Exercise data:
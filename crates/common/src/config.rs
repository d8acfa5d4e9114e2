use std::fmt;
use std::path::{Path, PathBuf};

use serde::{Deserialize, Serialize};
use thiserror::Error;

use crate::de;

pub const DEFAULT_SERVER_PORT: i64 = 13081;
pub const DEFAULT_SCRAPE_INTERVAL_SECS: i64 = 60;
pub const DEFAULT_SMTP_PORT: i64 = 587;

/// Watchdog settings in the shape served and accepted by `/config`.
#[derive(Debug, Clone, Serialize, Deserialize, PartialEq, Eq)]
#[serde(default)]
pub struct WatchdogConfig {
    pub port: i64,
    pub external: bool,
    #[serde(rename = "scrapeInterval")]
    pub scrape_interval: i64,
    #[serde(deserialize_with = "de::null_as_default")]
    pub hosts: Vec<HostEndpoint>,
    pub alert: AlertConfig,
}

impl Default for WatchdogConfig {
    fn default() -> Self {
        Self {
            port: DEFAULT_SERVER_PORT,
            external: false,
            scrape_interval: DEFAULT_SCRAPE_INTERVAL_SECS,
            hosts: Vec::new(),
            alert: AlertConfig::default(),
        }
    }
}

#[derive(Debug, Clone, Serialize, Deserialize, PartialEq, Eq, Default)]
#[serde(default)]
pub struct HostEndpoint {
    #[serde(rename = "IP")]
    pub ip: String,
    #[serde(rename = "Port", deserialize_with = "de::display_string")]
    pub port: String,
    #[serde(rename = "CAPath")]
    pub ca_path: String,
    #[serde(rename = "CertPath")]
    pub cert_path: String,
    #[serde(rename = "KeyPath")]
    pub key_path: String,
}

impl HostEndpoint {
    pub fn new(ip: impl Into<String>, port: impl Into<String>) -> Self {
        Self {
            ip: ip.into(),
            port: port.into(),
            ..Self::default()
        }
    }

    pub fn uses_tls(&self) -> bool {
        !self.ca_path.is_empty() && !self.cert_path.is_empty() && !self.key_path.is_empty()
    }
}

#[derive(Debug, Clone, Serialize, Deserialize, PartialEq, Eq, Default)]
#[serde(default)]
pub struct AlertConfig {
    pub enable: bool,
    #[serde(deserialize_with = "de::null_as_default")]
    pub webhook: Vec<String>,
    #[serde(rename = "Email")]
    pub email: EmailConfig,
}

impl AlertConfig {
    pub fn webhook_kinds(&self) -> impl Iterator<Item = (&str, WebhookKind)> {
        self.webhook
            .iter()
            .map(|url| (url.as_str(), WebhookKind::detect(url)))
    }
}

#[derive(Debug, Clone, Serialize, Deserialize, PartialEq, Eq)]
#[serde(default)]
pub struct EmailConfig {
    pub smtp_endpoint: String,
    pub smtp_port: Option<i64>,
    pub smtp_account: String,
    pub smtp_password: String,
    #[serde(deserialize_with = "de::null_as_default")]
    pub receiver: Vec<String>,
}

impl Default for EmailConfig {
    fn default() -> Self {
        Self {
            smtp_endpoint: String::new(),
            smtp_port: Some(DEFAULT_SMTP_PORT),
            smtp_account: String::new(),
            smtp_password: String::new(),
            receiver: Vec::new(),
        }
    }
}

#[derive(Debug, Clone, PartialEq, Eq)]
pub struct ValidationIssue {
    pub field: String,
    pub message: String,
}

impl ValidationIssue {
    fn new(field: impl Into<String>, message: impl Into<String>) -> Self {
        Self {
            field: field.into(),
            message: message.into(),
        }
    }
}

impl fmt::Display for ValidationIssue {
    fn fmt(&self, f: &mut fmt::Formatter<'_>) -> fmt::Result {
        write!(f, "{}: {}", self.field, self.message)
    }
}

#[derive(Debug, Error)]
pub enum ConfigError {
    #[error("invalid configuration: {}", join_issues(.0))]
    Invalid(Vec<ValidationIssue>),
    #[error("failed to read config file {}: {source}", .path.display())]
    Read {
        path: PathBuf,
        source: std::io::Error,
    },
    #[error("failed to parse config document: {0}")]
    Parse(#[from] serde_json::Error),
}

impl ConfigError {
    pub fn issues(&self) -> &[ValidationIssue] {
        match self {
            Self::Invalid(issues) => issues,
            _ => &[],
        }
    }
}

fn join_issues(issues: &[ValidationIssue]) -> String {
    issues
        .iter()
        .map(ToString::to_string)
        .collect::<Vec<_>>()
        .join("; ")
}

impl WatchdogConfig {
    /// Replaces zero or missing numeric settings with their defaults.
    pub fn with_defaults(mut self) -> Self {
        if self.port == 0 {
            self.port = DEFAULT_SERVER_PORT;
        }
        if self.scrape_interval == 0 {
            self.scrape_interval = DEFAULT_SCRAPE_INTERVAL_SECS;
        }
        if matches!(self.alert.email.smtp_port, None | Some(0)) {
            self.alert.email.smtp_port = Some(DEFAULT_SMTP_PORT);
        }
        self
    }

    pub fn validate(&self) -> Result<(), ConfigError> {
        let mut issues = Vec::new();

        if self.port <= 0 {
            issues.push(ValidationIssue::new("port", "Port must be a positive number"));
        }
        if self.scrape_interval <= 0 {
            issues.push(ValidationIssue::new(
                "scrapeInterval",
                "Interval must be a positive number",
            ));
        }
        for (idx, host) in self.hosts.iter().enumerate() {
            if host.ip.trim().is_empty() {
                issues.push(ValidationIssue::new(
                    format!("hosts[{idx}].IP"),
                    "IP address is required",
                ));
            }
            if host.port.trim().is_empty() {
                issues.push(ValidationIssue::new(
                    format!("hosts[{idx}].Port"),
                    "Port is required",
                ));
            }
        }
        if self.alert.email.smtp_port.is_some_and(|port| port <= 0) {
            issues.push(ValidationIssue::new(
                "alert.Email.smtp_port",
                "SMTP port must be a positive number",
            ));
        }

        if issues.is_empty() {
            Ok(())
        } else {
            Err(ConfigError::Invalid(issues))
        }
    }
}

pub fn parse_config(document: &str) -> Result<WatchdogConfig, ConfigError> {
    Ok(serde_json::from_str::<WatchdogConfig>(document)?.with_defaults())
}

pub fn load_config_file(path: impl AsRef<Path>) -> Result<WatchdogConfig, ConfigError> {
    let path = path.as_ref();
    let document = std::fs::read_to_string(path).map_err(|source| ConfigError::Read {
        path: path.to_path_buf(),
        source,
    })?;
    parse_config(&document)
}

#[derive(Debug, Clone, Copy, PartialEq, Eq, Hash)]
pub enum WebhookKind {
    Discord,
    Slack,
    Teams,
    DingTalk,
    Lark,
    WeChat,
    Unknown,
}

impl WebhookKind {
    /// Classifies a webhook URL by the vendor name it contains.
    pub fn detect(url: &str) -> Self {
        if url.contains("discord") {
            Self::Discord
        } else if url.contains("slack") {
            Self::Slack
        } else if url.contains("office") {
            Self::Teams
        } else if url.contains("dingtalk") {
            Self::DingTalk
        } else if url.contains("larksuite") || url.contains("feishu") {
            Self::Lark
        } else if url.contains("weixin") || url.contains("qyapi") {
            Self::WeChat
        } else {
            Self::Unknown
        }
    }

    pub fn as_str(self) -> &'static str {
        match self {
            Self::Discord => "discord",
            Self::Slack => "slack",
            Self::Teams => "teams",
            Self::DingTalk => "ding",
            Self::Lark => "lark",
            Self::WeChat => "wechat",
            Self::Unknown => "unknown",
        }
    }
}

impl fmt::Display for WebhookKind {
    fn fmt(&self, f: &mut fmt::Formatter<'_>) -> fmt::Result {
        f.write_str(self.as_str())
    }
}
use anyhow::{Context, Result};
use apidoc_search::{Catalog, CatalogKey, LoadOptions, load_catalog_from_path};
use serde_json::Value;
use std::fs;
use std::path::{Path, PathBuf};
use std::sync::Once;

pub fn fixtures_dir() -> PathBuf {
    PathBuf::from(env!("CARGO_MANIFEST_DIR"))
        .join("tests")
        .join("fixtures")
}

/// Load `tests/fixtures/<name>.json`, keyed by `name` when the file has no key.
pub fn fixture(name: &str) -> Result<Catalog> {
    init_tracing();
    let path = fixtures_dir().join(format!("{name}.json"));
    let options = LoadOptions {
        fallback_key: Some(CatalogKey(name.to_string())),
        ..Default::default()
    };
    load_catalog_from_path(&path, &options)
        .with_context(|| format!("loading fixture {}", path.display()))
}

pub fn write_catalog(dir: &Path, file_name: &str, value: &Value) -> Result<PathBuf> {
    let path = dir.join(file_name);
    let text = serde_json::to_string_pretty(value)?;
    fs::write(&path, text).with_context(|| format!("writing {}", path.display()))?;
    Ok(path)
}

/// Route library logs to the test harness; `RUST_LOG=debug` shows them.
pub fn init_tracing() {
    static INIT: Once = Once::new();
    INIT.call_once(|| {
        let _ = tracing_subscriber::fmt()
            .with_env_filter(tracing_subscriber::EnvFilter::from_default_env())
            .with_test_writer()
            .try_init();
    });
}
//! Indexed view of a loaded catalog.
//!
//! The index enforces the ordering invariants the schema cannot express
//! (sibling orders are unique, aliases are unique within a group) and
//! provides lookup by section alias and by numeric anchor path.

use crate::catalog::identity::{CatalogKey, Order};
use crate::catalog::model::{Catalog, Entry, Group, LoadOptions, Section, load_catalog_from_path};
use crate::error::CatalogError;
use std::collections::{BTreeMap, BTreeSet};
use std::path::Path;

#[derive(Clone, Copy, Debug, Eq, PartialEq)]
struct Location {
    group: usize,
    section: Option<usize>,
    entry: Option<usize>,
}

/// Node addressed by a numeric anchor path such as `1.2.3`.
#[derive(Clone, Copy, Debug, PartialEq, Eq)]
pub enum AnchorTarget<'a> {
    Group(&'a Group),
    Section(&'a Group, &'a Section),
    Entry(&'a Group, &'a Section, &'a Entry),
}

#[derive(Debug)]
/// Catalog plus a derived index keyed by anchor path.
pub struct CatalogIndex {
    catalog: Catalog,
    by_path: BTreeMap<String, Location>,
}

impl CatalogIndex {
    /// Load a catalog from disk and index it.
    pub fn load(path: &Path) -> Result<Self, CatalogError> {
        let catalog = load_catalog_from_path(path, &LoadOptions::default())?;
        Self::new(catalog)
    }

    /// Index an already-constructed catalog, validating it first.
    pub fn new(catalog: Catalog) -> Result<Self, CatalogError> {
        validate_catalog(&catalog)
            .map_err(|details| CatalogError::invalid_shape(catalog.key.0.clone(), details))?;
        let by_path = build_index(&catalog);
        Ok(Self { catalog, by_path })
    }

    pub fn key(&self) -> &CatalogKey {
        &self.catalog.key
    }

    pub fn catalog(&self) -> &Catalog {
        &self.catalog
    }

    /// First section (in catalog order) carrying `alias`.
    pub fn section_by_alias(&self, alias: &str) -> Option<(&Group, &Section)> {
        self.catalog.groups.iter().find_map(|group| {
            group
                .sections
                .iter()
                .find(|section| section.alias == alias)
                .map(|section| (group, section))
        })
    }

    /// Resolve a dotted order path (`"1"`, `"1.2"`, `"1.2.3"`).
    pub fn resolve_anchor(&self, path: &str) -> Option<AnchorTarget<'_>> {
        let location = self.by_path.get(path)?;
        let group = &self.catalog.groups[location.group];
        match (location.section, location.entry) {
            (None, _) => Some(AnchorTarget::Group(group)),
            (Some(s), None) => Some(AnchorTarget::Section(group, &group.sections[s])),
            (Some(s), Some(e)) => {
                let section = &group.sections[s];
                Some(AnchorTarget::Entry(group, section, &section.entries[e]))
            }
        }
    }

    /// Anchor paths in stable order.
    pub fn paths(&self) -> impl Iterator<Item = &str> {
        self.by_path.keys().map(String::as_str)
    }
}

/// Check sibling orders and aliases, reporting every problem found.
pub(crate) fn validate_catalog(catalog: &Catalog) -> Result<(), String> {
    let mut errors = Vec::new();

    check_orders(
        "groups",
        catalog.groups.iter().map(|group| &group.order),
        &mut errors,
    );
    for group in &catalog.groups {
        let scope = format!("group {}", group.order);
        check_orders(
            &scope,
            group.sections.iter().map(|section| &section.order),
            &mut errors,
        );

        let mut aliases = BTreeSet::new();
        for section in &group.sections {
            if !section.alias.is_empty() && !aliases.insert(section.alias.as_str()) {
                errors.push(format!("{scope}: duplicate section alias '{}'", section.alias));
            }
            check_orders(
                &format!("section {}.{}", group.order, section.order),
                section.entries.iter().map(|entry| &entry.order),
                &mut errors,
            );
        }
    }

    if errors.is_empty() {
        Ok(())
    } else {
        Err(errors.join("\n"))
    }
}

fn check_orders<'a>(
    scope: &str,
    orders: impl Iterator<Item = &'a Order>,
    errors: &mut Vec<String>,
) {
    let mut seen = BTreeSet::new();
    for order in orders {
        if order.as_str().trim().is_empty() {
            errors.push(format!("{scope}: empty order"));
            continue;
        }
        if !seen.insert(order.as_str()) {
            errors.push(format!("{scope}: duplicate order {order}"));
        }
    }
}

fn build_index(catalog: &Catalog) -> BTreeMap<String, Location> {
    let mut map = BTreeMap::new();
    for (g, group) in catalog.groups.iter().enumerate() {
        map.insert(
            group.order.to_string(),
            Location {
                group: g,
                section: None,
                entry: None,
            },
        );
        for (s, section) in group.sections.iter().enumerate() {
            let section_path = format!("{}.{}", group.order, section.order);
            for (e, entry) in section.entries.iter().enumerate() {
                map.insert(
                    format!("{section_path}.{}", entry.order),
                    Location {
                        group: g,
                        section: Some(s),
                        entry: Some(e),
                    },
                );
            }
            map.insert(
                section_path,
                Location {
                    group: g,
                    section: Some(s),
                    entry: None,
                },
            );
        }
    }
    map
}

Exercise prompt:
If a line of the data above holds the string "Unknown", count it, then state only the total.

Written reply:
3